Carrie smiles, the corners of her mouth twitching upward sadly. “None of them mattered, until Matthieu.”
“Come and meet Elodie. Please. Let’s get you discharged, and I can bring Elodie over to meet you. You’ll love her, she’s a little monster in human form. Please, Carrie . . . just, please.”
Carrie’s smile grows more real, then she sighs, leaning forward to touch her forehead to Jess’s. Jess’s heart stutters. She remembers . . . oh, how she remembers . . . the way they used to stand like this, how it used to be with the two of them, how she used to feel complete with Carrie next to her.
“God, I’ve missed you,”
Carrie says with a sigh. “You have no fucking idea how much I’ve missed you.”
Jess stifles a sob and wraps her arms around Carrie, her hot tears leaking into Carrie’s hair. “I’m sorry. That night when I came to see you—”
“It doesn’t matter.”
“But—”
“It really, really doesn’t matter,”
Carrie says, her voice muffled by Jess’s jumper. “All that matters is this. Now. We’ve lost ten years. I don’t want to lose another ten years.”

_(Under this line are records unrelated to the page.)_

use popscript::compile;

fn main() -> Result<(), Box<dyn std::error::Error>> {
    let script = match compile(
        r#"
var attackers = 0;
const WAR_PARTY = 12;

every(128) {
    train(Warrior, 2);
    attackers += 2;
}

if(attackers >= WAR_PARTY) {
    attack(Blue, 12);
    attackers = 0;
}
"#,
    ) {
        Ok(script) => script,
        Err(errors) => {
            eprintln!("{errors}");
            std::process::exit(1);
        }
    };

    let mut out = Vec::new();
    script.write(&mut out)?;
    println!("compiled {} bytes, version {}", out.len(), script.version());
    Ok(())
}
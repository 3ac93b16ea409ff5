//! Statement parsing.
//!
//! Precedence climbing over a fragment list through its pointer view.
//! Lower operator priority binds tighter; equal priorities associate
//! left-to-right unless an operator is right-to-left, which forces a
//! right-deep tree. Ternaries scan ahead for their matching `:` tracking
//! nesting depth.

use crate::error::{CompileError, CompileResult};
use crate::fragment::{
    CodeFragment, FragmentList, Operation, Operator, Pointer, Statement, Stopchar,
};

/// Parses one fragment list into a statement tree.
pub fn parse(list: &FragmentList) -> CompileResult<Statement> {
    let mut it = list.ptr();
    let operand = pack_part(&mut it)?;
    if !it.is_valid() {
        return Ok(operand);
    }
    pack_operation(&mut it, operand)
}

fn error(it: &Pointer, message: impl AsRef<str>) -> CompileError {
    CompileError::parser(it.line(), message)
}

/// Packs one operand: an optional prefix chain, then suffix operators.
fn pack_part(it: &mut Pointer) -> CompileResult<Statement> {
    if !it.is_valid() {
        return Err(error(it, "unexpected end of instruction"));
    }
    let pre = pack_pre_unary(it)?;
    pack_post_unary(it, pre)
}

fn pack_pre_unary(it: &mut Pointer) -> CompileResult<Statement> {
    let part = it
        .current()
        .ok_or_else(|| error(it, "unexpected end of instruction"))?
        .clone();
    it.advance();

    if let CodeFragment::Operator(prefix) = part {
        if !it.is_valid() {
            return Err(error(it, "unexpected end of instruction"));
        }
        if !prefix.is_unary() {
            return Err(error(
                it,
                format!("operator {prefix} cannot be a non unary prefix operator"),
            ));
        }
        let operand = pack_next_operator_part(it, &prefix)?;
        let operation = Operation::unary(prefix, operand).map_err(|err| err.at_line(it.line()))?;
        return Ok(operation.into_statement());
    }

    let rendered = part.to_string();
    part.into_statement()
        .ok_or_else(|| error(it, format!("expected valid operand, but found: {rendered}")))
}

fn pack_post_unary(it: &mut Pointer, pre: Statement) -> CompileResult<Statement> {
    let Some(CodeFragment::Operator(suffix)) = it.current() else {
        return Ok(pre);
    };
    let suffix = *suffix;
    if !suffix.is_unary() {
        return Ok(pre);
    }
    it.advance();
    if suffix.has_right_to_left() {
        return Err(error(
            it,
            format!("operator {suffix} cannot be an unary suffix operator"),
        ));
    }
    let operation = Operation::unary(suffix, pre).map_err(|err| err.at_line(it.line()))?;
    pack_post_unary(it, operation.into_statement())
}

/// The first operator fragment at or after `index`.
fn find_next_operator(list: &FragmentList, index: usize) -> Option<Operator> {
    list.fragments()[index..].iter().find_map(|f| match f {
        CodeFragment::Operator(op) => Some(*op),
        _ => None,
    })
}

/// Parses the longest span after the cursor in which every operator binds
/// tighter than `base`, leaving the cursor on the first looser operator.
fn super_operator_scope(it: &mut Pointer, base: &Operator) -> CompileResult<Statement> {
    let start = it.index();
    while it.is_valid() {
        if let Some(CodeFragment::Operator(op)) = it.current() {
            if base.compare_priority(op) > 0 {
                let sub = it.list().sublist(start, it.index() - start);
                return parse(&sub);
            }
        }
        it.advance();
    }
    parse(&it.list().sublist_from(start))
}

/// Folds operators into the left operand until the list is consumed.
fn pack_operation(it: &mut Pointer, operand1: Statement) -> CompileResult<Statement> {
    let current = it
        .current()
        .ok_or_else(|| error(it, "unexpected end of instruction"))?;
    let CodeFragment::Operator(oper) = current else {
        return Err(error(
            it,
            format!("expected a valid operator between operands: \"{current}\""),
        ));
    };
    let oper = *oper;
    it.advance();

    let operation = if oper.is_ternary() {
        let start = it.index();
        let mut depth = 0usize;
        while it.is_valid() {
            match it.current() {
                Some(CodeFragment::Operator(op)) if op.is_ternary() => depth += 1,
                Some(CodeFragment::Stopchar(Stopchar::Colon)) => {
                    if depth == 0 {
                        break;
                    }
                    depth -= 1;
                }
                _ => {}
            }
            it.advance();
        }
        if !it.is_valid() {
            return Err(error(it, "missing colon in ternary operator"));
        }
        let if_true = parse(&it.list().sublist(start, it.index() - start))?;
        it.advance();
        let if_false = parse(&it.list().sublist_from(it.index()))?;
        it.finish();
        return Ok(Operation::ternary(operand1, if_true, if_false).into_statement());
    } else if oper.is_binary() {
        let operand2 = pack_next_operator_part(it, &oper)?;
        Operation::binary(oper, operand1, operand2)
            .map_err(|err| err.at_line(it.line()))?
            .into_statement()
    } else if oper.is_assignment() {
        let operand2 = pack_next_operator_part(it, &oper)?;
        Operation::assignment(oper, operand1, operand2)
            .map_err(|err| err.at_line(it.line()))?
            .into_statement()
    } else {
        return Err(error(it, format!("invalid operator type: {oper}")));
    };

    if !it.is_valid() {
        return Ok(operation);
    }
    pack_operation(it, operation)
}

/// Computes the right operand of `oper`: when the next operator binds
/// tighter, the whole tighter-binding span; otherwise a single part.
fn pack_next_operator_part(it: &mut Pointer, oper: &Operator) -> CompileResult<Statement> {
    let next = find_next_operator(it.list(), it.index());
    match next {
        Some(next) if oper.compare_priority(&next) < 0 => super_operator_scope(it, oper),
        _ => pack_part(it),
    }
}
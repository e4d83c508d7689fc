//! Weavelet Envelope - supervision and control plane for weavelet processes
//!
//! An envelope launches one weavelet (a worker process hosting application
//! components), relays its stdout/stderr as structured log entries, and talks
//! to it over a pair of pipes carrying length-prefixed CBOR frames.
//!
//! - [`control`]: frame format, framed I/O, message bodies, pipe bootstrap
//! - [`envelope`]: the supervisor and its handler callbacks
//! - [`weavelet`]: the worker's end of the connection

pub mod control;
pub mod envelope;
pub mod weavelet;

pub use control::{ConnError, Frame, MessageType};
pub use control::messages::*;
pub use envelope::{
    Envelope, EnvelopeError, EnvelopeHandler, EnvelopeOptions, EnvelopeState, HandlerError,
    TracingHandler,
};
pub use weavelet::WeaveletConn;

Jess’s phone vibrates in her pocket and she reaches down, pulling away from Carrie. She frowns down at the screen, at the flashing words no caller id peering up at her, and swipes to answer. “Hello?”
Her features sink as she listens to the voice on the other end. She blinks quickly, taking it in, fighting back the nausea writhing inside her. Blowing out a quick breath, she answers as calmly as she can, her gaze slicing to Carrie, the nausea clawing up her throat. When she hangs up, she takes a moment to gather herself, placing her hands on her belly, fighting for strength.
“Jess . . .”
Carrie says, knowing it’s bad, both wanting and not wanting to know.
“It’s Cora. And—and Howard.”
Jess’s eyes fly open, fixing on Carrie’s. She reaches once more for Carrie’s hands, as though to brace her. As though bracing herself. “I’m so sorry. So very, very sorry.”